We got to the cemetery without issues, except for a couple of skeletons, which our escort made quick work of. Taking Olga's stuff, we turned around and headed back to the base.
There was, as Dmitri promised, a dinner waiting for us. While we were training, Andrei and Suren got some greasy meat and made a rich soup. It smelled like ass, but we had no other option. We hadn't eaten the entire day.
“So, the first watch to go out tonight: Valentin Petrovich, as an old-timer, and as for the newcomers,” Andrei paused and looked at everyone present, “Vasily and Mikhail.”

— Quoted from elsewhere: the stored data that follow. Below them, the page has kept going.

//! Root state container.
//!
//! A [`Session`] owns the current [`EditorState`] and a [`CommitHook`]. Each
//! dispatched action is reduced into a new state, the new state is committed,
//! and only then is the hook told about it. The default hook is
//! [`Persistence`], which mirrors the board into a [`KeyValueStore`].

use tracing::{debug, info};

use super::platform::Platform;
use super::projection::{self, ChartRow, ChartSeries};
use super::state::{reduce, Action, EditorState};
use super::storage::{self, KeyValueStore, StorageError};

/// Called after every committed state change.
pub trait CommitHook {
    fn on_commit(&mut self, state: &EditorState) -> Result<(), StorageError>;
}

/// Writes both collections to the store after each commit.
pub struct Persistence<S> {
    store: S,
}

impl<S: KeyValueStore> Persistence<S> {
    pub fn new(store: S) -> Self {
        Self { store }
    }

    pub fn store(&self) -> &S {
        &self.store
    }

    /// Initial state as found in the store.
    pub fn load(&self) -> EditorState {
        storage::load_state(&self.store)
    }
}

impl<S: KeyValueStore> CommitHook for Persistence<S> {
    fn on_commit(&mut self, state: &EditorState) -> Result<(), StorageError> {
        storage::save_state(&self.store, state)
    }
}

/// Session type used by the views.
pub type BoardSession = Session<Persistence<Box<dyn KeyValueStore>>>;

pub struct Session<H> {
    state: EditorState,
    hook: H,
}

impl<H: CommitHook> Session<H> {
    pub fn new(state: EditorState, hook: H) -> Self {
        Self { state, hook }
    }

    pub fn state(&self) -> &EditorState {
        &self.state
    }

    pub fn hook(&self) -> &H {
        &self.hook
    }

    /// Reduce `action` into the state, then run the commit hook.
    ///
    /// The state change stands even when the hook fails.
    pub fn dispatch(&mut self, action: Action) -> Result<(), StorageError> {
        debug!(?action, "dispatch");
        let current = std::mem::take(&mut self.state);
        self.state = reduce(current, action);
        self.hook.on_commit(&self.state)
    }

    pub fn chart_rows(&self) -> Vec<ChartRow> {
        projection::project(&self.state.metrics, &self.state.data_sets)
    }

    pub fn chart_series(&self) -> Vec<ChartSeries> {
        projection::series(&self.state.data_sets)
    }
}

impl<S: KeyValueStore> Session<Persistence<S>> {
    /// Session seeded from whatever `store` already holds.
    pub fn restore(store: S) -> Self {
        let persistence = Persistence::new(store);
        let state = persistence.load();
        info!(platform = Platform::current().label(), "session restored");
        Self::new(state, persistence)
    }
}

impl BoardSession {
    /// Session on the platform's default store.
    pub fn open_default() -> Self {
        Self::restore(storage::default_store())
    }
}
//! End-to-end user flows
//!
//! Each test drives the core the way the desktop UI does: intents through
//! `dispatch`, card taps through `tap_meditation`, moods through `MoodPicker`.

use zenpulse_core::{
    dispatch, resolve_screen, tap_meditation, Access, Catalog, DialogQueue, Gate, Intent, MoodId, MoodPicker, PlanId, Screen,
    SubscriptionState, TapOutcome, MOOD_RESPONSE_DELAY,
};

// ============================================================================
// Test Utilities
// ============================================================================

struct Session {
    catalog: Catalog,
    subscription: SubscriptionState,
    gate: Gate,
}

impl Session {
    fn start() -> Self {
        Self {
            catalog: Catalog::new(),
            subscription: SubscriptionState::new(),
            gate: Gate::new(),
        }
    }

    fn screen(&self) -> Screen {
        resolve_screen(self.subscription.is_subscribed(), self.gate.show_free_version())
    }

    fn send(&mut self, intent: Intent) -> Screen {
        dispatch(intent, &mut self.subscription, &mut self.gate)
    }

    fn tap(&self, id: &str, has_upgrade_handler: bool) -> TapOutcome {
        let entry = self.catalog.meditation(id).expect("catalog entry");
        tap_meditation(entry, self.subscription.is_subscribed(), has_upgrade_handler)
    }
}

// ============================================================================
// Scenarios
// ============================================================================

/// A locked tap with no upgrade handler shows the subscribe prompt.
///
/// The desktop free grid always registers an upgrade handler, so there a
/// locked tap goes back to the paywall instead (see
/// `upgrade_from_locked_card_returns_to_paywall`). This covers the prompt
/// decision itself, not a path the shipped UI reaches.
#[test]
fn free_user_taps_locked_entry() {
    let mut session = Session::start();
    assert_eq!(session.screen(), Screen::Paywall);

    assert_eq!(session.send(Intent::ContinueFree), Screen::FreeBrowse);

    let before = (session.subscription, session.gate);
    match session.tap("2", false) {
        TapOutcome::SubscribePrompt(dialog) => assert_eq!(dialog.title, "Premium контент"),
        other => panic!("expected subscribe prompt, got {:?}", other),
    }
    assert_eq!((session.subscription, session.gate), before);
    assert_eq!(session.screen(), Screen::FreeBrowse);
}

#[test]
fn yearly_plan_unlocks_premium() {
    let mut session = Session::start();
    let yearly = session.catalog.plan(PlanId::Yearly).unwrap();
    assert_eq!(yearly.price, 2990);

    assert_eq!(session.send(Intent::Subscribe), Screen::PremiumBrowse);
    assert!(session.subscription.is_subscribed());

    let sleep = session.catalog.meditation("2").unwrap();
    assert_eq!(
        zenpulse_core::access_for(sleep, session.subscription.is_subscribed()),
        Access::Unlocked
    );
    assert!(matches!(session.tap("2", false), TapOutcome::Details(_)));
}

#[test]
fn upgrade_from_locked_card_returns_to_paywall() {
    let mut session = Session::start();
    session.send(Intent::ContinueFree);

    assert_eq!(session.tap("2", true), TapOutcome::UpgradeRequested);
    assert_eq!(session.send(Intent::Upgrade), Screen::Paywall);
    assert!(!session.subscription.is_subscribed());
}

#[tokio::test(start_paused = true)]
async fn calm_mood_response_after_delay() {
    let session = Session::start();
    let mut picker = MoodPicker::new();

    picker.open();
    assert_eq!(session.catalog.moods().len(), 3);

    let calm = session.catalog.mood(MoodId::Calm);
    let pending = picker.select(calm);

    // modal closes before anything is shown
    assert!(!picker.is_open());
    let header_mood = picker.selected().map(|id| session.catalog.mood(id).name);
    assert_eq!(header_mood, Some("Спокойное"));

    let start = tokio::time::Instant::now();
    let dialog = pending.arrive().await;
    assert!(start.elapsed() >= MOOD_RESPONSE_DELAY);
    assert_eq!(dialog.title, "AI Спокойное настрой");
    assert!(dialog.message.starts_with("🌸 Спокойная медитация дня"));
}

#[tokio::test(start_paused = true)]
async fn mood_response_waits_for_open_details() {
    let mut session = Session::start();
    session.send(Intent::ContinueFree);
    let mut picker = MoodPicker::new();
    let mut dialogs = DialogQueue::new();

    let pending = picker.select(session.catalog.mood(MoodId::Focused));

    // details opened inside the delay window
    match session.tap("1", true) {
        TapOutcome::Details(details) => dialogs.present(details),
        other => panic!("expected details, got {:?}", other),
    }
    dialogs.present(pending.arrive().await);

    assert_eq!(dialogs.current().map(|d| d.title.as_str()), Some("Утреннее пробуждение"));
    let next = dialogs.dismiss().map(|d| d.title.clone());
    assert_eq!(next.as_deref(), Some("AI Сосредоточенное настрой"));
    assert!(dialogs.dismiss().is_none());
}

#[tokio::test(start_paused = true)]
async fn dropped_response_never_arrives() {
    let session = Session::start();
    let mut picker = MoodPicker::new();
    let pending = picker.select(session.catalog.mood(MoodId::Happy));

    let handle = tokio::spawn(pending.arrive());
    // let the task start sleeping
    tokio::task::yield_now().await;
    handle.abort();

    let result = handle.await;
    assert!(result.unwrap_err().is_cancelled());
}

#[test]
fn back_from_premium_lands_on_paywall() {
    let mut session = Session::start();
    session.send(Intent::ContinueFree);
    session.send(Intent::Subscribe);
    assert_eq!(session.screen(), Screen::PremiumBrowse);
    assert!(session.gate.show_free_version());

    assert_eq!(session.send(Intent::Back), Screen::Paywall);
    assert!(!session.subscription.is_subscribed());
}

#[test]
fn subscribe_then_reset_round_trip() {
    let mut session = Session::start();
    session.subscription.subscribe();
    assert_eq!(session.screen(), Screen::PremiumBrowse);

    session.subscription.reset_subscription();
    assert_eq!(session.screen(), Screen::Paywall);
    assert!(!session.gate.show_free_version());
}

Too bad, I thought sadly. To be honest, I planned to get some sleep, preferably without any philosophical conversations with my roommates. But today was not the day for rest.
"Is guarding really necessary?" wailed the Major. "What can attack us? Snakes?"
"Anything and anyone," answered Suren instead of Andrei, "if not snakes, then wolves — we've had that happen already."
"May I join the watch, too?" Fox suddenly asked. Why couldn't she keep still?
"Don't worry, Lera, my dear," Igor chuckled, "your turn will come."
"It won't be necessary today," said Andrei, ignoring Baldy's remark. "You will join the watch gradually, especially since there are new monsters. I want experienced fighters covering the most dangerous shifts. If things calm down, I'll take you with me tomorrow and show you around."
"I'm in," Fox nodded. The ex-cop shuddered, probably imagining what he would do while alone with a girl at night in a world where no laws existed. Okay, maybe I was too judgmental about him, but there was something repulsive about this man. Or was I just imagining it?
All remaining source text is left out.